Original title: I'd love to know
Despite the title, this film was probably made before the film that is known as Spirited Killer in Western markets, and does also - as far as I understand - not actually belong to the series of films of which Spirited Killer was the fourth part.
Anyway, here's what this one's about: three groups of people have independently and at the same time arrived in the same patch of jungle. One is a group of Chinese guys and girls and a mediocre Buddhist priest looking for the grave of one of the girls' grandfather (most characters here don't have any names, so who knows what the girl's is) to repatriate him and bring him into the fold in the family tomb back in China. The second group in the area is a merry band of Thai graverobbers, on their way to rob exactly the grave the Chinese are looking for. The third is a magically minded gang using the secluded location to ritually burn their dead leader and transplant his spirit into his successor.
Trouble arises when the mediocre priest starts his own ritual to find the body of gramps at the same time the graverobbers are bleeding on the corpse of Gramps and the spirit transfer is taking place. That's the sort of thing that really messes up everyone's mojo. So thanks to the magical accident Gramps awakens as a hopping vampire and the gang leader becomes one of those Thai martial arts zombie vampire dudes. Both turn out to be rather grumpy.
Obviously, only a Chinese/Thai team-up can win the day.
For once, I can't really blame the licensor (in this case Mill Creek continuing the bad policies of BCI) too much for trying to sell a film as part of a series it doesn't belong to. After all, Awakened Zombie Battles - like Spirited Killer - is another among the astonishing number of films featuring Panna Rittikrai and his stunt team, a patch of jungle that looks somewhat familiar to me by now, martial arts-mad undead of various forms and sorts, and frightening heaps of peculiar humour (that will also look somewhat familiar if you have seen a few Thai budget movies from this era). I can blame Mill Creek for their bizarre assertion (repeated on the packaging of the films more than once) that the language spoken in Thailand is called "Taiwanese", though.
But I digress. So, if you have seen any other film of this type (is there a decent name for this sub-genre?), you'll probably know exactly what to expect from this one, and it will certainly not disappoint you.
As it is with every other movie in the Thai jungle zombie fu genre, AWZ is a somewhat fun movie if you don't set your expectations to high. The humour is incredibly low-brow, but does at times manage to be funny by the simple virtue of the film visibly not caring where good taste allows the application of humour to a given situation and where not and just applying it whenever it seems to get bored by playing it straight, which happens quite frequently. So the film delivers bizarre details like the fantastic equipment kit of an evil magician complete with pocket calculator and a fire extinguisher whenever it gets tired of showing scenes of people fighting or praying against each other. The mock wrestling match where I expected an earnestly dramatic fight was especially funny.

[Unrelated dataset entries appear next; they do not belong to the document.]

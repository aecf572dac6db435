// SPDX-FileCopyrightText: 2026 Bruno Meilick
// SPDX-License-Identifier: LicenseRef-Nestdraw-FreeUse-NoCopy-NoDerivatives
//
// All rights reserved.
//
// This file is part of Nestdraw and is proprietary software.
// Unauthorized copying, modification, or distribution is prohibited.

use std::path::PathBuf;
use std::sync::Arc;

use rmcp::handler::server::tool::ToolRouter;
use rmcp::handler::server::wrapper::{Json, Parameters};
use rmcp::model::{ServerCapabilities, ServerInfo};
use rmcp::{tool, tool_handler, tool_router, ErrorData, ServerHandler, ServiceExt};
use tokio::sync::Mutex;
use tracing::debug;

use crate::editor::{Command, Editor, EditorError, Outcome};
use crate::model::{EdgeId, NodeId, NodeRecord, Point, Size};
use crate::ops::{ApplyError, Delta, ItemKind, NodePatch};
use crate::query::{ResolveError, SearchEntry};
use crate::store::StoreError;
use crate::surface::RenderSurface;

use super::types::*;

#[derive(Clone)]
pub struct NestdrawMcp {
    editor: Arc<Mutex<Editor>>,
    tool_router: ToolRouter<Self>,
}

#[tool_router]
impl NestdrawMcp {
    pub fn new(editor: Editor) -> Self {
        Self::with_shared_editor(Arc::new(Mutex::new(editor)))
    }

    pub fn with_shared_editor(editor: Arc<Mutex<Editor>>) -> Self {
        Self { editor, tool_router: Self::tool_router() }
    }

    pub fn editor(&self) -> Arc<Mutex<Editor>> {
        self.editor.clone()
    }

    pub async fn serve_stdio(self) -> Result<(), rmcp::RmcpError> {
        let service = self.serve((tokio::io::stdin(), tokio::io::stdout())).await?;
        service.waiting().await?;
        Ok(())
    }

    async fn navigate(&self, command: Command) -> Result<Json<NavResponse>, ErrorData> {
        let mut editor = self.editor.lock().await;
        let moved = match editor.execute(command).map_err(map_editor_error)? {
            Outcome::Navigated { moved } => moved,
            _ => true,
        };
        Ok(Json(NavResponse { moved, state: nav_state_response(&editor) }))
    }

    async fn edit(&self, command: Command) -> Result<Json<EditResponse>, ErrorData> {
        let mut editor = self.editor.lock().await;
        let outcome = editor.execute(command).map_err(map_editor_error)?;
        let Outcome::Edited { delta } = outcome else {
            return Err(ErrorData::internal_error("edit produced no delta", None));
        };
        Ok(Json(edit_response(&delta, editor.surface().selection())))
    }

    /// Report the current depth, breadcrumb, back target and selection.
    #[tool(name = "nav.state")]
    async fn nav_state(&self) -> Result<Json<NavStateResponse>, ErrorData> {
        let editor = self.editor.lock().await;
        Ok(Json(nav_state_response(&editor)))
    }

    /// Enter the sub-diagram of a rectangle node on the current level, creating it when empty.
    #[tool(name = "nav.descend")]
    async fn nav_descend(
        &self,
        params: Parameters<NodeIdParams>,
    ) -> Result<Json<NavResponse>, ErrorData> {
        let node_id = parse_node_id(&params.0.node_id)?;
        self.navigate(Command::Descend { node_id }).await
    }

    /// Return to the enclosing level; ignored at the root.
    #[tool(name = "nav.back")]
    async fn nav_back(&self) -> Result<Json<NavResponse>, ErrorData> {
        self.navigate(Command::GoBack).await
    }

    /// Jump to an ancestor depth (0 is the root), writing every level passed back into its owner.
    #[tool(name = "nav.go_to_level")]
    async fn nav_go_to_level(
        &self,
        params: Parameters<GoToLevelParams>,
    ) -> Result<Json<NavResponse>, ErrorData> {
        let depth = usize::try_from(params.0.depth).unwrap_or(usize::MAX);
        self.navigate(Command::GoToLevel { depth }).await
    }

    /// Read the nodes and edges of the level currently shown.
    #[tool(name = "level.read")]
    async fn level_read(&self) -> Result<Json<LevelReadResponse>, ErrorData> {
        let editor = self.editor.lock().await;
        let surface = editor.surface();
        Ok(Json(LevelReadResponse {
            level_id: editor.navigator().current().id().to_string(),
            depth: editor.navigator().depth() as u64,
            nodes: surface.nodes().iter().map(mcp_node).collect(),
            edges: surface
                .edges()
                .iter()
                .map(|edge| McpEdge {
                    edge_id: edge.id().to_string(),
                    source: edge.source().to_string(),
                    target: edge.target().to_string(),
                })
                .collect(),
        }))
    }

    /// Add a rectangle, text or image node to the current level and select it.
    #[tool(name = "node.add")]
    async fn node_add(&self, params: Parameters<NodeAddParams>) -> Result<Json<EditResponse>, ErrorData> {
        let params = params.0;
        let position = Point::new(params.x, params.y);
        let command = match params.kind {
            McpNodeKind::Rectangle => Command::AddRectangle { position, label: params.label },
            McpNodeKind::Text => Command::AddText { position, label: params.label },
            McpNodeKind::Image => {
                let Some(path) = params.image_path else {
                    return Err(ErrorData::invalid_params("image nodes require image_path", None));
                };
                Command::AddImage { position, path: PathBuf::from(path) }
            }
        };
        self.edit(command).await
    }

    /// Change the label, position, size or label style of a node in one edit.
    #[tool(name = "node.update")]
    async fn node_update(
        &self,
        params: Parameters<NodeUpdateParams>,
    ) -> Result<Json<EditResponse>, ErrorData> {
        let params = params.0;
        let node_id = parse_node_id(&params.node_id)?;
        let mut editor = self.editor.lock().await;
        let Some((position, size)) =
            editor.surface().find_node(&node_id).map(|node| (node.position(), node.size()))
        else {
            return Err(map_apply_error(ApplyError::NotFound {
                kind: ItemKind::Node,
                id: node_id.to_string(),
            }));
        };

        let mut patch = NodePatch {
            label: params.label,
            font_size: params.font_size,
            text_color: params.text_color,
            ..NodePatch::default()
        };
        if params.x.is_some() || params.y.is_some() {
            patch.position =
                Some(Point::new(params.x.unwrap_or(position.x), params.y.unwrap_or(position.y)));
        }
        patch.size = match (params.width, params.height, size) {
            (None, None, _) => None,
            (Some(width), Some(height), _) => Some(Size::new(width, height)),
            (width, height, Some(current)) => Some(Size::new(
                width.unwrap_or(current.width),
                height.unwrap_or(current.height),
            )),
            (_, _, None) => {
                return Err(ErrorData::invalid_params(
                    "node has no size; pass both width and height",
                    Some(serde_json::json!({ "node_id": node_id.as_str() })),
                ));
            }
        };
        if patch.is_empty() {
            return Err(ErrorData::invalid_params(
                "no changes requested",
                Some(serde_json::json!({ "node_id": node_id.as_str() })),
            ));
        }

        let outcome = editor.update_node(node_id, patch).map_err(map_editor_error)?;
        let Outcome::Edited { delta } = outcome else {
            return Err(ErrorData::internal_error("edit produced no delta", None));
        };
        Ok(Json(edit_response(&delta, editor.surface().selection())))
    }

    /// Remove a node, its incident edges and any sub-diagram it owns.
    #[tool(name = "node.remove")]
    async fn node_remove(
        &self,
        params: Parameters<NodeIdParams>,
    ) -> Result<Json<EditResponse>, ErrorData> {
        let node_id = parse_node_id(&params.0.node_id)?;
        self.edit(Command::DeleteNode { node_id }).await
    }

    /// Connect two distinct nodes of the current level.
    #[tool(name = "edge.add")]
    async fn edge_add(&self, params: Parameters<EdgeAddParams>) -> Result<Json<EditResponse>, ErrorData> {
        let source = parse_node_id(&params.0.source)?;
        let target = parse_node_id(&params.0.target)?;
        self.edit(Command::Connect { source, target }).await
    }

    #[tool(name = "edge.remove")]
    async fn edge_remove(
        &self,
        params: Parameters<EdgeIdParams>,
    ) -> Result<Json<EditResponse>, ErrorData> {
        let edge_id = parse_edge_id(&params.0.edge_id)?;
        self.edit(Command::DeleteEdge { edge_id }).await
    }

    /// Case-insensitive label search over every level; a blank query lists every node.
    #[tool(name = "search.query")]
    async fn search_query(
        &self,
        params: Parameters<SearchQueryParams>,
    ) -> Result<Json<SearchQueryResponse>, ErrorData> {
        let mut editor = self.editor.lock().await;
        let index = editor.search_index();
        let results = index.search(&params.0.query).into_iter().map(search_result).collect();
        Ok(Json(SearchQueryResponse { results }))
    }

    /// Navigate to the level holding a node (by id, as returned from `search.query`) and select it.
    #[tool(name = "search.navigate")]
    async fn search_navigate(
        &self,
        params: Parameters<NodeIdParams>,
    ) -> Result<Json<SearchNavigateResponse>, ErrorData> {
        let node_id = parse_node_id(&params.0.node_id)?;
        let mut editor = self.editor.lock().await;
        let entry = editor.navigate_to_node(&node_id).map_err(map_editor_error)?;
        debug!(node_id = %node_id, depth = entry.depth(), "navigated to search result");
        Ok(Json(SearchNavigateResponse {
            target: search_result(&entry),
            state: nav_state_response(&editor),
        }))
    }

    /// Write the whole document, including the level being edited.
    #[tool(name = "document.save")]
    async fn document_save(
        &self,
        params: Parameters<DocumentSaveParams>,
    ) -> Result<Json<DocumentSaveResponse>, ErrorData> {
        let command = match params.0.path {
            Some(path) => Command::SaveAs { path: PathBuf::from(path) },
            None => Command::Save,
        };
        let mut editor = self.editor.lock().await;
        match editor.execute(command).map_err(map_editor_error)? {
            Outcome::Saved { path } => {
                Ok(Json(DocumentSaveResponse { path: path.display().to_string() }))
            }
            _ => Err(ErrorData::internal_error("save produced no path", None)),
        }
    }

    /// Replace the document from a file or from JSON text; the previous state stays on failure.
    #[tool(name = "document.load")]
    async fn document_load(
        &self,
        params: Parameters<DocumentLoadParams>,
    ) -> Result<Json<NavResponse>, ErrorData> {
        let command = match (params.0.path, params.0.text) {
            (Some(_), Some(_)) => {
                return Err(ErrorData::invalid_params("pass either path or text, not both", None));
            }
            (None, Some(text)) => Command::LoadText { text },
            (path, None) => Command::Load { path: path.map(PathBuf::from) },
        };
        self.navigate(command).await
    }

    /// Return the document JSON as it would be saved.
    #[tool(name = "document.read")]
    async fn document_read(&self) -> Result<Json<DocumentReadResponse>, ErrorData> {
        let mut editor = self.editor.lock().await;
        let text = editor.document_text().map_err(map_editor_error)?;
        Ok(Json(DocumentReadResponse { text }))
    }
}

#[tool_handler]
impl ServerHandler for NestdrawMcp {
    fn get_info(&self) -> ServerInfo {
        ServerInfo {
            instructions: Some(
                "Nestdraw nested diagram server (tools: nav.state, nav.descend, nav.back, nav.go_to_level, level.read, node.add, node.update, node.remove, edge.add, edge.remove, search.query, search.navigate, document.save, document.load, document.read)"
                    .into(),
            ),
            capabilities: ServerCapabilities::builder().enable_tools().build(),
            ..Default::default()
        }
    }
}

// Response building and error mapping for the tool handlers.
include!("server/helpers.rs");

#[cfg(test)]
mod tests;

At times, the film feels like a more low-rent version of an early Jackie Chan movie, just with an even greater tendency to drift off in all imaginable directions, and Panna Rittikrai fighting with cigarettes.
Apart from the humour, you get not much acting and a lot of fighting that is actually better - because it's more creative - in the humorous fight scenes than in the more dramatic ones, and a wee little plot that only ever really gets moving in the film's last third.
It's what I call perfectly fine entertainment.